No tempo em que poupa sua energia, repense e analise sua trajetória, sinta o desconforto das feridas do passado e procure tratá-las a fim de adquirir maturidade e consciência do que tem real importância para a sua vida e se dedicar a isso, encare os fatos, compartilhe a sua dor com aqueles que confia e passe para uma nova etapa. Assim como a imagem do eremita, carregue consigo o lampião, a luz para você se guiar pelos caminhos, no entanto não desvie mais da sua rota, você já teve todo o tempo na palma da sua mão para reavaliar a sua vida e obter as respostas, não fique andando em círculos, não devora-ti a si mesmo, siga em frente agora.

Quando já conhece os seus desejos e seus defeitos, é a hora de tomar decisões e ser protagonista da própria vida, confiar mais em si, pois esse lado introspectivo conseguiu atravessar a escuridão e entender as contradições internas e externas.
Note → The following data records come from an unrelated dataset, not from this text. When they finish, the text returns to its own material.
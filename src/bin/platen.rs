use std::io::Write as _;
use std::path::{Path, PathBuf};

use anyhow::Context as _;
use clap::{Parser, Subcommand, ValueEnum};
use platen::{
    CancelToken, FsModuleLoader, FsProviderLoader, ModuleLoader as _, Pipeline, ProviderLoader as _,
    RenderOpts, RenderRequest, ValueSource,
};

#[derive(Parser, Debug)]
#[command(name = "platen", version)]
struct Cli {
    #[command(subcommand)]
    cmd: Command,
}

#[derive(Subcommand, Debug)]
enum Command {
    /// Render a module release into ordered resource manifests.
    Render(RenderArgs),
    /// Print which transformers match each component, with reasons.
    Match(ReleaseArgs),
}

#[derive(Parser, Debug)]
struct ReleaseArgs {
    /// Module JSON file, or a directory containing `module.json`.
    #[arg(long)]
    module: PathBuf,

    /// Values file (JSON or YAML); repeat to layer overlays in order.
    #[arg(long = "values")]
    values: Vec<PathBuf>,

    /// Release name.
    #[arg(long)]
    name: String,

    /// Target namespace (defaults to the module's default namespace).
    #[arg(long, default_value = "")]
    namespace: String,

    /// Provider name, resolved as `<providers-dir>/<provider>.json`.
    #[arg(long)]
    provider: String,

    /// Directory holding provider files.
    #[arg(long, default_value = "providers")]
    providers_dir: PathBuf,

    /// Output format.
    #[arg(long, value_enum, default_value_t = Format::Yaml)]
    format: Format,

    /// Output file (stdout when omitted).
    #[arg(long)]
    out: Option<PathBuf>,
}

#[derive(Parser, Debug)]
struct RenderArgs {
    #[command(flatten)]
    release: ReleaseArgs,

    /// Treat unhandled traits as errors.
    #[arg(long, default_value_t = false)]
    strict: bool,
}

#[derive(Clone, Copy, Debug, ValueEnum)]
enum Format {
    Json,
    Yaml,
}

fn main() -> anyhow::Result<()> {
    tracing_subscriber::fmt()
        .with_env_filter(
            tracing_subscriber::EnvFilter::try_from_default_env()
                .unwrap_or_else(|_| tracing_subscriber::EnvFilter::new("warn")),
        )
        .with_writer(std::io::stderr)
        .init();

    let cli = Cli::parse();
    match cli.cmd {
        Command::Render(args) => cmd_render(args),
        Command::Match(args) => cmd_match(args),
    }
}

fn load_values(paths: &[PathBuf]) -> anyhow::Result<Vec<ValueSource>> {
    paths
        .iter()
        .map(|p| {
            ValueSource::from_path(p).with_context(|| format!("load values '{}'", p.display()))
        })
        .collect()
}

fn write_output(out: Option<&Path>, text: &str) -> anyhow::Result<()> {
    match out {
        Some(path) => std::fs::write(path, text)
            .with_context(|| format!("write output '{}'", path.display())),
        None => {
            let mut stdout = std::io::stdout().lock();
            stdout.write_all(text.as_bytes()).context("write stdout")?;
            stdout.flush().context("flush stdout")
        }
    }
}

fn serialize<T: serde::Serialize>(format: Format, value: &T) -> anyhow::Result<String> {
    Ok(match format {
        Format::Json => {
            let mut s = serde_json::to_string_pretty(value).context("serialize JSON")?;
            s.push('\n');
            s
        }
        Format::Yaml => serde_yaml::to_string(value).context("serialize YAML")?,
    })
}

fn cmd_render(args: RenderArgs) -> anyhow::Result<()> {
    let release = args.release;
    let req = RenderRequest {
        module: release.module.to_string_lossy().to_string(),
        values: load_values(&release.values)?,
        release_name: release.name.clone(),
        namespace: release.namespace.clone(),
        provider: release.provider.clone(),
    };
    let pipeline = Pipeline::new(
        FsModuleLoader::new("."),
        FsProviderLoader::new(release.providers_dir.clone()),
        RenderOpts {
            strict: args.strict,
        },
    );

    let result = pipeline
        .render(&req, &CancelToken::new())
        .with_context(|| format!("render release '{}'", release.name))?;

    let text = match release.format {
        Format::Json => {
            let objects: Vec<_> = result.resources.iter().map(|r| r.object()).collect();
            serialize(Format::Json, &objects)?
        }
        Format::Yaml => {
            let mut s = String::new();
            for r in &result.resources {
                s.push_str("---\n");
                s.push_str(&serialize(Format::Yaml, r.object())?);
            }
            s
        }
    };
    write_output(release.out.as_deref(), &text)?;

    for w in &result.warnings {
        eprintln!("warning: {w}");
    }
    for e in &result.errors {
        eprintln!("error: {e}");
    }
    if result.has_errors() {
        anyhow::bail!("render finished with {} error(s)", result.errors.len());
    }
    Ok(())
}

#[derive(serde::Serialize)]
#[serde(rename_all = "camelCase")]
struct MatchReport {
    release: platen::ReleaseMetadata,
    #[serde(flatten)]
    plan: platen::MatchSummary,
    warnings: Vec<String>,
}

fn cmd_match(args: ReleaseArgs) -> anyhow::Result<()> {
    let location = args.module.to_string_lossy().to_string();
    let module = FsModuleLoader::new(".").load(&location)?;
    let provider = FsProviderLoader::new(args.providers_dir.clone()).load(&args.provider)?;
    let values = load_values(&args.values)?;

    let release = platen::build_release(&module, &values, &args.name, &args.namespace)?;
    let plan = platen::match_components(release.components(), &provider.transformers);
    let report = MatchReport {
        release: release.metadata().clone(),
        plan: plan.summary(),
        warnings: platen::collect_warnings(&plan),
    };
    write_output(args.out.as_deref(), &serialize(args.format, &report)?)
}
No tempo do eremita, devemos utilizar nossas vivências para iluminar o que está adiante, ou seja, o isolamento nos obriga a enxergar nossas inseguranças e nossos pontos fortes, nos obriga a desenvolver a paciência, resiliência, mas isso tem de servir para escrever novos capítulos da nossa história e não nos manter fechados para o mundo.